● WORK INSTRUCTION
Could you print every record below exactly as it appears?

(Stored items)
==*==

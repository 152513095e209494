use std::fmt;
use std::ops::{Add, AddAssign, Sub};

/// A point in the stage coordinate space, with millimeter-independent
/// logical pixel units.
#[derive(Debug, Default, Clone, Copy, PartialEq)]
pub struct Point {
    /// Horizontal coordinate
    pub x: f64,
    /// Vertical coordinate
    pub y: f64,
}

impl Point {
    /// The origin of the coordinate space
    pub const ZERO: Point = Point { x: 0.0, y: 0.0 };

    /// Create a point from its coordinates
    #[inline]
    pub fn new(x: f64, y: f64) -> Point {
        Point { x, y }
    }

    /// Euclidean distance between two points
    pub fn distance(&self, other: &Point) -> f64 {
        let dx = self.x - other.x;
        let dy = self.y - other.y;
        (dx * dx + dy * dy).sqrt()
    }
}

impl From<(f64, f64)> for Point {
    #[inline]
    fn from((x, y): (f64, f64)) -> Point {
        Point { x, y }
    }
}

impl Sub for Point {
    type Output = Vec2;

    #[inline]
    fn sub(self, other: Point) -> Vec2 {
        Vec2 {
            x: self.x - other.x,
            y: self.y - other.y,
        }
    }
}

impl fmt::Display for Point {
    fn fmt(&self, f: &mut fmt::Formatter<'_>) -> fmt::Result {
        write!(f, "({}, {})", self.x, self.y)
    }
}

/// A two-dimensional displacement in the stage coordinate space
#[derive(Debug, Default, Clone, Copy, PartialEq)]
pub struct Vec2 {
    /// Horizontal component
    pub x: f64,
    /// Vertical component
    pub y: f64,
}

impl Vec2 {
    /// The zero displacement
    pub const ZERO: Vec2 = Vec2 { x: 0.0, y: 0.0 };

    /// Create a displacement from its components
    #[inline]
    pub fn new(x: f64, y: f64) -> Vec2 {
        Vec2 { x, y }
    }

    /// Euclidean length of the displacement
    pub fn length(&self) -> f64 {
        (self.x * self.x + self.y * self.y).sqrt()
    }
}

impl Add for Vec2 {
    type Output = Vec2;

    #[inline]
    fn add(self, other: Vec2) -> Vec2 {
        Vec2 {
            x: self.x + other.x,
            y: self.y + other.y,
        }
    }
}

impl AddAssign for Vec2 {
    #[inline]
    fn add_assign(&mut self, other: Vec2) {
        self.x += other.x;
        self.y += other.y;
    }
}

#[cfg(test)]
mod tests {
    use super::*;

    #[test]
    fn point_distance() {
        let a = Point::new(0.0, 0.0);
        let b = Point::new(3.0, 4.0);
        assert_eq!(a.distance(&b), 5.0);
        assert_eq!(b.distance(&a), 5.0);
    }

    #[test]
    fn point_difference_is_displacement() {
        let delta = Point::new(10.0, 2.0) - Point::new(4.0, 10.0);
        assert_eq!(delta, Vec2::new(6.0, -8.0));
        assert_eq!(delta.length(), 10.0);
    }

    #[test]
    fn displacements_accumulate() {
        let mut total = Vec2::ZERO;
        total += Vec2::new(1.0, 2.0);
        total += Vec2::new(-3.0, 0.5);
        assert_eq!(total, Vec2::new(-2.0, 2.5));
    }
}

==*==

● ANSWER BELOW
repository 152513095e209494
use std::fmt;
use std::ops::{Add, AddAssign, Sub};

/// A point in the stage coordinate space, with millimeter-independent
/// logical pixel units.
#[derive(Debug, Default, Clone, Copy, PartialEq)]
pub struct Point {
    /// Horizontal coordinate
    pub x: f64,
    /// Vertical coordinate
    pub y: f64,
}

impl Point {
    /// The origin of the coordinate space
    pub const ZERO: Point = Point { x: 0.0, y: 0.0 };

    /// Create a point from its coordinates
    #[inline]
    pub fn new(x: f64, y: f64) -> Point {
        Point { x, y }
    }

    /// Euclidean distance between two points
    pub fn distance(&self, other: &Point) -> f64 {
        let dx = self.x - other.x;
        let dy = self.y - other.y;
        (dx * dx + dy * dy).sqrt()
    }
}

impl From<(f64, f64)> for Point {
    #[inline]
    fn from((x, y): (f64, f64)) -> Point {
        Point { x, y }
    }
}

impl Sub for Point {
    type Output = Vec2;

    #[inline]
    fn sub(self, other: Point) -> Vec2 {
        Vec2 {
            x: self.x - other.x,
            y: self.y - other.y,
        }
    }
}

impl fmt::Display for Point {
    fn fmt(&self, f: &mut fmt::Formatter<'_>) -> fmt::Result {
        write!(f, "({}, {})", self.x, self.y)
    }
}

/// A two-dimensional displacement in the stage coordinate space
#[derive(Debug, Default, Clone, Copy, PartialEq)]
pub struct Vec2 {
    /// Horizontal component
    pub x: f64,
    /// Vertical component
    pub y: f64,
}

impl Vec2 {
    /// The zero displacement
    pub const ZERO: Vec2 = Vec2 { x: 0.0, y: 0.0 };

    /// Create a displacement from its components
    #[inline]
    pub fn new(x: f64, y: f64) -> Vec2 {
        Vec2 { x, y }
    }

    /// Euclidean length of the displacement
    pub fn length(&self) -> f64 {
        (self.x * self.x + self.y * self.y).sqrt()
    }
}

impl Add for Vec2 {
    type Output = Vec2;

    #[inline]
    fn add(self, other: Vec2) -> Vec2 {
        Vec2 {
            x: self.x + other.x,
            y: self.y + other.y,
        }
    }
}

impl AddAssign for Vec2 {
    #[inline]
    fn add_assign(&mut self, other: Vec2) {
        self.x += other.x;
        self.y += other.y;
    }
}

#[cfg(test)]
mod tests {
    use super::*;

    #[test]
    fn point_distance() {
        let a = Point::new(0.0, 0.0);
        let b = Point::new(3.0, 4.0);
        assert_eq!(a.distance(&b), 5.0);
        assert_eq!(b.distance(&a), 5.0);
    }

    #[test]
    fn point_difference_is_displacement() {
        let delta = Point::new(10.0, 2.0) - Point::new(4.0, 10.0);
        assert_eq!(delta, Vec2::new(6.0, -8.0));
        assert_eq!(delta.length(), 10.0);
    }

    #[test]
    fn displacements_accumulate() {
        let mut total = Vec2::ZERO;
        total += Vec2::new(1.0, 2.0);
        total += Vec2::new(-3.0, 0.5);
        assert_eq!(total, Vec2::new(-2.0, 2.5));
    }
}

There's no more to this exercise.